Table 10: Firm Failure Prediction: Summary

Radius ( $\epsilon$ )	Balls	$\Delta$ Size	$\Delta$ Col	Zero	Con
0.1	926.41	403.97	1	558.97	3.56
	(6.67)	(49.73)	(0)	(4.32)	(0.14)
0.2	259.55	1191.74	0.16	64.89	4.01
	(4.77)	(129.5)	(0.04)	(2.8)	(0.2)
0.4	44.39	2455.53	0.02	2.03	5.29
	(2.18)	(197.3)	(0.01)	(0.18)	(0.39)
0.5	24.51	2849.32	0.01	0	5.05
	(1.7)	(171.95)	(0.01)	(0)	(0.42)
0.8	6.79	3254.41	0	0	2.81
	(1.01)	(123.12)	(0)	(0)	(0.47)
1	3.64	2675.85	0	0	1.32
	(0.75)	(663.64)	(0)	(0)	(0.37)

Notes: Radius ( $\epsilon$ ) reports the radius of ball that is used to construct the BM graph, Balls is the total number of balls within the BM graph, $\Delta$ Size is the difference in size between the smallest and largest ball, $\Delta$ Col is the difference between the highest and lowest colouration value for any ball within the graph, Zero is the number of balls for which there is no connectivity to any other ball and Con. is the average number of connections per ball amongst those balls that have at least one connection. All figures are the means from the 10000 repetitions at each point number, with figures in parentheses being the standard deviation across all values within the 10000 repetitions. The cloud used comprises five axes, being the ratio working capital to total assets, the ratio of retained earnings to total assets, the ratio of earnings before interest and taxation to total assets, the ratio of total market valuation to total liabilities and finally the ratio of sales to total assets. These are the five ratios suggested in Altman, (1968).

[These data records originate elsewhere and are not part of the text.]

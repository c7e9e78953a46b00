//! Optimistic mutations.
//!
//! Each operation validates first, then updates the cache and enqueues the
//! matching [`Mutation`] in one step. Nothing here talks to the network;
//! the sync engine picks the queue up later.
//!
//! Updates and deletes addressed to a temporary id are refused: the row
//! does not exist remotely yet, and the single-pass drain has no way to
//! hold an update back until its create is confirmed.

use chrono::Utc;
use uuid::Uuid;

use crate::model::{Item, ItemId, ItemPatch};
use crate::queue::Mutation;
use crate::state::ListState;

/// Validation failures. Reported synchronously, never retried.
#[derive(Debug, Clone, PartialEq, Eq, thiserror::Error)]
pub enum MutationError {
    #[error("item name must not be empty")]
    EmptyName,
    #[error("item {0} is not synchronized yet")]
    NotSynchronized(ItemId),
    #[error("item {0} not found")]
    NotFound(ItemId),
}

/// Applies user actions to a [`ListState`] on behalf of one user.
#[derive(Debug, Clone)]
pub struct OptimisticMutator {
    user_id: Uuid,
}

impl OptimisticMutator {
    pub fn new(user_id: Uuid) -> Self {
        Self { user_id }
    }

    pub fn user_id(&self) -> Uuid {
        self.user_id
    }

    /// Add a new item under a fresh temporary id.
    pub fn create_item(&self, state: &mut ListState, name: &str) -> Result<Item, MutationError> {
        let name = name.trim();
        if name.is_empty() {
            return Err(MutationError::EmptyName);
        }

        let item = Item::new(ItemId::new_temporary(), state.household_id(), name);
        state.cache.apply(item.clone());
        state.queue.enqueue(Mutation::Create {
            temp_id: item.id.clone(),
            name: item.name.clone(),
        });
        Ok(item)
    }

    pub fn toggle_priority(&self, state: &mut ListState, id: &ItemId) -> Result<Item, MutationError> {
        let current = self.target(state, id)?;
        let patch = ItemPatch {
            priority: Some(!current.priority),
            ..ItemPatch::default()
        };
        Ok(self.update(state, current, patch))
    }

    /// Mark as purchased, computing the new count from the local row.
    ///
    /// Already purchased items are returned unchanged and nothing is queued,
    /// so the count only moves on the unpurchased → purchased transition.
    pub fn mark_purchased(&self, state: &mut ListState, id: &ItemId) -> Result<Item, MutationError> {
        let current = self.target(state, id)?;
        if current.purchased {
            log::debug!("Item {id} already purchased");
            return Ok(current);
        }
        let patch = ItemPatch {
            purchased: Some(true),
            priority: Some(false),
            purchase_count: Some(current.purchase_count + 1),
            last_purchased_at: Some(Utc::now()),
            last_purchased_by: Some(self.user_id),
        };
        Ok(self.update(state, current, patch))
    }

    /// Put a purchased item back on the list. The purchase count is kept.
    pub fn mark_unpurchased(&self, state: &mut ListState, id: &ItemId) -> Result<Item, MutationError> {
        let current = self.target(state, id)?;
        if !current.purchased {
            log::debug!("Item {id} already unpurchased");
            return Ok(current);
        }
        let patch = ItemPatch {
            purchased: Some(false),
            ..ItemPatch::default()
        };
        Ok(self.update(state, current, patch))
    }

    /// Remove an item. Returns the removed row.
    pub fn delete_item(&self, state: &mut ListState, id: &ItemId) -> Result<Item, MutationError> {
        let current = self.target(state, id)?;
        state.cache.remove(id);
        state.queue.enqueue(Mutation::Delete { target: id.clone() });
        Ok(current)
    }

    fn target(&self, state: &ListState, id: &ItemId) -> Result<Item, MutationError> {
        if id.is_temporary() {
            return Err(MutationError::NotSynchronized(id.clone()));
        }
        state
            .cache
            .get(id)
            .cloned()
            .ok_or_else(|| MutationError::NotFound(id.clone()))
    }

    fn update(&self, state: &mut ListState, mut item: Item, patch: ItemPatch) -> Item {
        item.apply_patch(&patch);
        state.cache.apply(item.clone());
        state.queue.enqueue(Mutation::Update {
            target: item.id.clone(),
            patch,
        });
        item
    }
}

Once again we vary the ball radius and take 10000 BM graphs for each radius considered. Consequently we may take summary statistics on the results from these repetitions to inform about the behaviour of the firm failure cloud. Table 10 demonstrates the same properties over increasing $\epsilon$ as the artificial cases, the ball number falling rapidly and the size increasing accordingly. Connectivity follows the inverted u-shape as well, the average connectivity amongst connected balls peaking at 5.29 when $\epsilon=0.4$ . It may be noted that the number of zero connection balls has almost reached zero at this stage. Given the application of this model to identifying failing firms the difference in colour being 1 at $\epsilon=0.1$ confirms there are some balls in which all firms fail. However, the average number of balls being 926 means that this is not practical from a visualisation perspective. In the examples that follow we use $\epsilon=0.2$ , but this already shows a maximum colour difference of just 0.16. First though we may apply the metrics to produce graphs which summarise the 10000 repetitions of the BM algorithm.

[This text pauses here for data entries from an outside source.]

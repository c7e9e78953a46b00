//! Durable FIFO queue of mutations not yet confirmed by the remote store.
//!
//! Mirrors the cache's persistence discipline: every enqueue, dequeue and
//! failure record rewrites the queue snapshot before returning. The queue
//! length is published on a watch channel so callers can show a
//! "pending changes" indicator without polling.

use std::collections::VecDeque;
use std::fmt;
use std::sync::Arc;

use chrono::{DateTime, Utc};
use serde::{Deserialize, Serialize};
use tokio::sync::watch;
use uuid::Uuid;

use crate::model::{ItemId, ItemPatch};
use crate::storage::{queue_key, snapshot, SnapshotKind, Storage};

/// Queue entry identifier: `<13-digit millis>-<16 hex random>`.
///
/// Lexicographic order follows creation time; the random suffix keeps ids
/// unique within a millisecond.
#[derive(Debug, Clone, PartialEq, Eq, Hash, PartialOrd, Ord, Serialize, Deserialize)]
pub struct QueueId(String);

impl QueueId {
    pub fn generate() -> Self {
        let random = Uuid::new_v4().simple().to_string();
        QueueId(format!(
            "{:013}-{}",
            Utc::now().timestamp_millis(),
            &random[..16]
        ))
    }

    pub fn as_str(&self) -> &str {
        &self.0
    }
}

impl fmt::Display for QueueId {
    fn fmt(&self, f: &mut fmt::Formatter<'_>) -> fmt::Result {
        f.write_str(&self.0)
    }
}

/// Operation kind, for logging and reporting.
#[derive(Debug, Clone, Copy, PartialEq, Eq)]
pub enum Operation {
    Create,
    Update,
    Delete,
}

/// A write waiting to be applied remotely.
#[derive(Debug, Clone, PartialEq, Serialize, Deserialize)]
pub enum Mutation {
    /// Create a new row. `temp_id` is the optimistic row to retire on success.
    Create { temp_id: ItemId, name: String },
    /// Apply a partial update to an existing canonical row.
    Update { target: ItemId, patch: ItemPatch },
    /// Delete an existing canonical row.
    Delete { target: ItemId },
}

impl Mutation {
    /// The item id this mutation is ordered against.
    pub fn item_id(&self) -> &ItemId {
        match self {
            Mutation::Create { temp_id, .. } => temp_id,
            Mutation::Update { target, .. } | Mutation::Delete { target } => target,
        }
    }

    pub fn operation(&self) -> Operation {
        match self {
            Mutation::Create { .. } => Operation::Create,
            Mutation::Update { .. } => Operation::Update,
            Mutation::Delete { .. } => Operation::Delete,
        }
    }
}

#[derive(Debug, Clone, PartialEq, Serialize, Deserialize)]
pub struct PendingMutation {
    pub queue_id: QueueId,
    pub mutation: Mutation,
    /// Failed remote attempts so far. Only ever increases.
    pub retries: u32,
    pub last_error: Option<String>,
    /// Enqueue time (ordering/debugging only).
    pub timestamp: DateTime<Utc>,
}

impl PendingMutation {
    fn new(mutation: Mutation) -> Self {
        Self {
            queue_id: QueueId::generate(),
            mutation,
            retries: 0,
            last_error: None,
            timestamp: Utc::now(),
        }
    }
}

pub struct MutationQueue {
    household_id: Uuid,
    entries: VecDeque<PendingMutation>,
    storage: Arc<dyn Storage>,
    key: String,
    len_tx: watch::Sender<usize>,
}

impl MutationQueue {
    pub fn new(storage: Arc<dyn Storage>, household_id: Uuid) -> Self {
        let (len_tx, _) = watch::channel(0);
        Self {
            household_id,
            entries: VecDeque::new(),
            key: queue_key(household_id),
            storage,
            len_tx,
        }
    }

    /// Restore the queue persisted for `household_id`.
    pub fn load(storage: Arc<dyn Storage>, household_id: Uuid) -> Self {
        let mut queue = Self::new(storage, household_id);
        queue.entries = read_entries(queue.storage.as_ref(), household_id, &queue.key);
        queue.publish_len();
        queue
    }

    /// Switch to another household's persisted queue.
    ///
    /// Watch subscribers stay attached and see the new length.
    pub fn switch_scope(&mut self, household_id: Uuid) {
        self.household_id = household_id;
        self.key = queue_key(household_id);
        self.entries = read_entries(self.storage.as_ref(), household_id, &self.key);
        self.publish_len();
    }

    pub fn household_id(&self) -> Uuid {
        self.household_id
    }

    /// Append a mutation and persist. Returns the new entry's id.
    pub fn enqueue(&mut self, mutation: Mutation) -> QueueId {
        let pending = PendingMutation::new(mutation);
        let queue_id = pending.queue_id.clone();
        log::debug!(
            "Queued {:?} for {} as {queue_id}",
            pending.mutation.operation(),
            pending.mutation.item_id()
        );
        self.entries.push_back(pending);
        self.persist();
        self.publish_len();
        queue_id
    }

    /// Remove a confirmed mutation and persist.
    pub fn dequeue(&mut self, queue_id: &QueueId) -> Option<PendingMutation> {
        let index = self.entries.iter().position(|p| &p.queue_id == queue_id)?;
        let removed = self.entries.remove(index);
        self.persist();
        self.publish_len();
        removed
    }

    /// Count a failed remote attempt. Returns the new retry count.
    pub fn record_failure(&mut self, queue_id: &QueueId, error: impl Into<String>) -> Option<u32> {
        let pending = self.entries.iter_mut().find(|p| &p.queue_id == queue_id)?;
        pending.retries += 1;
        pending.last_error = Some(error.into());
        let retries = pending.retries;
        self.persist();
        Some(retries)
    }

    pub fn get(&self, queue_id: &QueueId) -> Option<&PendingMutation> {
        self.entries.iter().find(|p| &p.queue_id == queue_id)
    }

    /// Entries in FIFO order.
    pub fn iter(&self) -> impl Iterator<Item = &PendingMutation> {
        self.entries.iter()
    }

    pub fn len(&self) -> usize {
        self.entries.len()
    }

    pub fn is_empty(&self) -> bool {
        self.entries.is_empty()
    }

    /// Observe the queue length.
    pub fn subscribe_len(&self) -> watch::Receiver<usize> {
        self.len_tx.subscribe()
    }

    fn publish_len(&self) {
        self.len_tx.send_replace(self.entries.len());
    }

    fn persist(&self) {
        let result = snapshot::encode(SnapshotKind::Queue, self.household_id, &self.entries)
            .and_then(|bytes| self.storage.write(&self.key, &bytes));
        if let Err(e) = result {
            log::warn!("Failed to persist mutation queue for {}: {e}", self.household_id);
        }
    }
}

fn read_entries(storage: &dyn Storage, household_id: Uuid, key: &str) -> VecDeque<PendingMutation> {
    match storage.read(key) {
        Ok(Some(bytes)) => {
            match snapshot::decode::<VecDeque<PendingMutation>>(SnapshotKind::Queue, household_id, &bytes) {
                Ok(entries) => {
                    if !entries.is_empty() {
                        log::info!("Restored {} pending mutations for {household_id}", entries.len());
                    }
                    entries
                }
                Err(e) => {
                    log::warn!("Discarding unreadable queue snapshot for {household_id}: {e}");
                    VecDeque::new()
                }
            }
        }
        Ok(None) => VecDeque::new(),
        Err(e) => {
            log::warn!("Failed to read queue snapshot for {household_id}: {e}");
            VecDeque::new()
        }
    }
}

Each of the six panels in Figure 21 resembles the shapes from the artificial examples, especially the role of increasing ball radius in reducing ball numbers. However, the colouration picture is different owing to the application. Where the artificial examples took colour from the sum of the axes in this case it is the proportion of firms within a ball that fail. As there are always balls with no failures the minimum colouration stays at 0, whilst the maximum colouration falls quickly. The nature of the data set means that there are small balls for much of the considered range, only above $\epsilon=0.7$ do we see larger values for the minimum ball size in panel (d). The total number of connections is falling throughout the range, which does differ from the artificial cases. There are many potential causes for this pattern, bu all confirm the cloud for this section does not share the properties of the noise cloud. On all plots we add vertical lines at $\epsilon=0.2$ , $\epsilon=0.4$ and $\epsilon=0.6$ to show the radii for which example plots are developed. These example plots follow in Figure 22.

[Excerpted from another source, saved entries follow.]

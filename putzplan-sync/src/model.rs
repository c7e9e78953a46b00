//! Shopping list data model.
//!
//! An [`Item`] is addressed by an [`ItemId`] that is either a client-side
//! temporary placeholder or the canonical UUID assigned by the remote store.
//! Temporary ids carry the reserved `temp_` prefix so they can never be
//! confused with canonical ids once rendered as text.

use std::fmt;
use std::str::FromStr;

use chrono::{DateTime, Utc};
use serde::{Deserialize, Serialize};
use uuid::Uuid;

/// Reserved prefix for client-generated ids.
pub const TEMP_ID_PREFIX: &str = "temp_";

/// Identifier of a shopping item.
#[derive(Debug, Clone, PartialEq, Eq, Hash, PartialOrd, Ord, Serialize, Deserialize)]
pub enum ItemId {
    /// Client-generated placeholder (`temp_<millis>_<random>`), not yet
    /// confirmed by the remote store.
    Temporary(String),
    /// Server-assigned identifier.
    Canonical(Uuid),
}

impl ItemId {
    /// Allocate a fresh temporary id.
    ///
    /// The random part is a full v4 UUID, so ids allocated within the same
    /// millisecond still differ.
    pub fn new_temporary() -> Self {
        ItemId::Temporary(format!(
            "{TEMP_ID_PREFIX}{}_{}",
            Utc::now().timestamp_millis(),
            Uuid::new_v4().simple()
        ))
    }

    pub fn is_temporary(&self) -> bool {
        matches!(self, ItemId::Temporary(_))
    }

    /// The canonical UUID, if this id has one.
    pub fn canonical(&self) -> Option<Uuid> {
        match self {
            ItemId::Canonical(id) => Some(*id),
            ItemId::Temporary(_) => None,
        }
    }
}

impl From<Uuid> for ItemId {
    fn from(id: Uuid) -> Self {
        ItemId::Canonical(id)
    }
}

impl fmt::Display for ItemId {
    fn fmt(&self, f: &mut fmt::Formatter<'_>) -> fmt::Result {
        match self {
            ItemId::Temporary(raw) => f.write_str(raw),
            ItemId::Canonical(id) => write!(f, "{id}"),
        }
    }
}

/// Error returned when parsing an [`ItemId`] from text.
#[derive(Debug, Clone, PartialEq, Eq, thiserror::Error)]
#[error("invalid item id: {0}")]
pub struct ParseItemIdError(pub String);

impl FromStr for ItemId {
    type Err = ParseItemIdError;

    fn from_str(s: &str) -> Result<Self, Self::Err> {
        if s.starts_with(TEMP_ID_PREFIX) && s.len() > TEMP_ID_PREFIX.len() {
            return Ok(ItemId::Temporary(s.to_string()));
        }
        Uuid::parse_str(s)
            .map(ItemId::Canonical)
            .map_err(|_| ParseItemIdError(s.to_string()))
    }
}

/// One entry of a household's shopping list.
#[derive(Debug, Clone, PartialEq, Serialize, Deserialize)]
pub struct Item {
    pub id: ItemId,
    pub household_id: Uuid,
    pub name: String,
    pub purchased: bool,
    pub priority: bool,
    /// Number of times the item went from unpurchased to purchased.
    pub purchase_count: u32,
    pub last_purchased_at: Option<DateTime<Utc>>,
    pub last_purchased_by: Option<Uuid>,
    pub created_at: DateTime<Utc>,
}

impl Item {
    /// A fresh, unpurchased item.
    pub fn new(id: ItemId, household_id: Uuid, name: impl Into<String>) -> Self {
        Self {
            id,
            household_id,
            name: name.into(),
            purchased: false,
            priority: false,
            purchase_count: 0,
            last_purchased_at: None,
            last_purchased_by: None,
            created_at: Utc::now(),
        }
    }

    /// Apply a partial update in place. `id`, `household_id`, `name` and
    /// `created_at` are never touched.
    pub fn apply_patch(&mut self, patch: &ItemPatch) {
        if let Some(purchased) = patch.purchased {
            self.purchased = purchased;
        }
        if let Some(priority) = patch.priority {
            self.priority = priority;
        }
        if let Some(count) = patch.purchase_count {
            self.purchase_count = count;
        }
        if let Some(at) = patch.last_purchased_at {
            self.last_purchased_at = Some(at);
        }
        if let Some(by) = patch.last_purchased_by {
            self.last_purchased_by = Some(by);
        }
    }
}

/// Partial field set carried by an update mutation.
#[derive(Debug, Clone, Default, PartialEq, Serialize, Deserialize)]
pub struct ItemPatch {
    pub purchased: Option<bool>,
    pub priority: Option<bool>,
    pub purchase_count: Option<u32>,
    pub last_purchased_at: Option<DateTime<Utc>>,
    pub last_purchased_by: Option<Uuid>,
}

impl ItemPatch {
    pub fn is_empty(&self) -> bool {
        self == &ItemPatch::default()
    }
}

/// Fields sent to the remote store when creating an item.
#[derive(Debug, Clone, PartialEq, Serialize, Deserialize)]
pub struct NewItem {
    pub name: String,
}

Our example graphs are shown without the ball number in panels (b) and (c) of Figure 22 for clarity. Given the very low proportion of firm failures it is immediate that the majority of the balls have 0 failed firms and are coloured red. A result identified in Qiu et al., (2020) is that the failed firms occupy a very small subspace of the whole cloud, and this is repeated here in those few balls that do have a proportion of failing firms. In the larger panel (a) failures may be found in balls 2, 7 and 10, which are connected at the top of the shape. Those points in the overlap of 7 and 6, 11, and 5 are not failures as the colouration of those latter three balls is all 0. A concern for the identification of the fail region from $\epsilon=0.6$ is that there are some failing firms in balls 1 and 3, their colour is not quite as red as the others. The proportion is below 0.0005 but that may still be seen as conveying some risk to lenders. Of more use is the $\epsilon=0.4$ that is considered in Qiu et al., (2020). Reducing the radius can produce a lot more balls as panel (b) shows. Here again the separation of the failing firms is strong, including one ball where 20% of the constituent firms failed. However looking at the BM graph it is hard to fully visualise the message from the data.

Within the Altman, (1968) example the ability of BM to identify regions of the characteristic space in which firms fail is of high value. This information may then inform further modelling, or simply act as a useful guide to help lenders identify potentially safe firms from within the distress zone that Altman, (1968) suggests.

8.2 Stock Market Direction Forecasts

For the second example we consider the use of financial variables to forecast one month ahead stock movements. Our example follows the discussion in Nyberg, (2011) and Nyberg, (2013) and makes use of the 3 month treasury bill rate, 10 year constant maturity treasury bond rate and the first differences thereof. We denote these variables as 3M, 10Y, $\Delta$ 3M and $\Delta$ Y10. Further use is made of the term spread (term), the dividends to price (DP) and earnings to price (EP) ratios and the volatility (Vol) of the market returns¹¹¹¹11Following Christoffersen and Diebold, (2006) this is calculated as the sum of the squared daily returns for the period. As such we have a 8 dimensional point cloud. Colouration is then a binary indicator which takes the value one if the return on the S&P 500 exceeds the three month treasury bill rate in the subsequent month. Our sample runs from January 1960 to September 2020, with the market return exceeding the risk free rate in 57% of these periods.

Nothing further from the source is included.